▶ PROBLEM
Pull out every line from the listing that has the word "fast".
RAW DATA Block Start
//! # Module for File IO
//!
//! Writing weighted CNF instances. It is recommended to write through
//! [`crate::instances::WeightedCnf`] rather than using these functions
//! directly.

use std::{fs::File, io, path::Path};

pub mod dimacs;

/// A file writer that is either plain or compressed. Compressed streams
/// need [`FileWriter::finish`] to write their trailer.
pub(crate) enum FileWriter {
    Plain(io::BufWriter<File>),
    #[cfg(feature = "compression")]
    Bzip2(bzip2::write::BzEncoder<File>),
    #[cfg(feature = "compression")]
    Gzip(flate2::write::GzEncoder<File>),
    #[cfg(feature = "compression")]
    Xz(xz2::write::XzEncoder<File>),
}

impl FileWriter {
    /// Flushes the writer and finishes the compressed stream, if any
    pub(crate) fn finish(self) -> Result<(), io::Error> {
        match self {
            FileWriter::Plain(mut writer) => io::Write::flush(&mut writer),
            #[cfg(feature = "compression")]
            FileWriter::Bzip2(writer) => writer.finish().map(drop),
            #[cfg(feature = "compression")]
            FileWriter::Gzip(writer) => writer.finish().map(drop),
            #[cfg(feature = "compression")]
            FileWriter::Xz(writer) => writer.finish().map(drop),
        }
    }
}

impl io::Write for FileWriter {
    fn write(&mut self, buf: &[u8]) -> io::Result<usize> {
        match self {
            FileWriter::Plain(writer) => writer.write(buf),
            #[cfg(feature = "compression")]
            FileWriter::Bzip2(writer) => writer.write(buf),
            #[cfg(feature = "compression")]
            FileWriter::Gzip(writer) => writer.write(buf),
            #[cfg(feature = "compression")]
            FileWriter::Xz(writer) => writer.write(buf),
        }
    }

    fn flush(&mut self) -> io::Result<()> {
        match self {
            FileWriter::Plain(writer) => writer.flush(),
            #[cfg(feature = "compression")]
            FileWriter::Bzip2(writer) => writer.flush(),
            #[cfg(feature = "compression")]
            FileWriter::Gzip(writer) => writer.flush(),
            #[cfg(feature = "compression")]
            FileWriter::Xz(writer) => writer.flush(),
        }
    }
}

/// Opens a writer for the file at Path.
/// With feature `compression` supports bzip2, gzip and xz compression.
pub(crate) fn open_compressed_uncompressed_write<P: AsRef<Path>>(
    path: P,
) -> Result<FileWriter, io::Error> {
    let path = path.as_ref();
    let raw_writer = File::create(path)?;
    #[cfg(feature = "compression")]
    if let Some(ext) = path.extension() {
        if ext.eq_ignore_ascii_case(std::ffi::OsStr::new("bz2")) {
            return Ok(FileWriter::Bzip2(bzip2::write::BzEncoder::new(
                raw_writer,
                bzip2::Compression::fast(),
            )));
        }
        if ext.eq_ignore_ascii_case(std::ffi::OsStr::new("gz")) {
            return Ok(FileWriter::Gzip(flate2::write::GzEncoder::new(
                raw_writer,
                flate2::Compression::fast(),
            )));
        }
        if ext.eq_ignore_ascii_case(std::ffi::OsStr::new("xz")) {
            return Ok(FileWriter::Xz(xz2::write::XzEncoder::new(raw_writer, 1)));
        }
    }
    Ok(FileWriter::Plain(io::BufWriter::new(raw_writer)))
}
RAW DATA Block End
▶ ANSWER BELOW
                bzip2::Compression::fast(),
                flate2::Compression::fast(),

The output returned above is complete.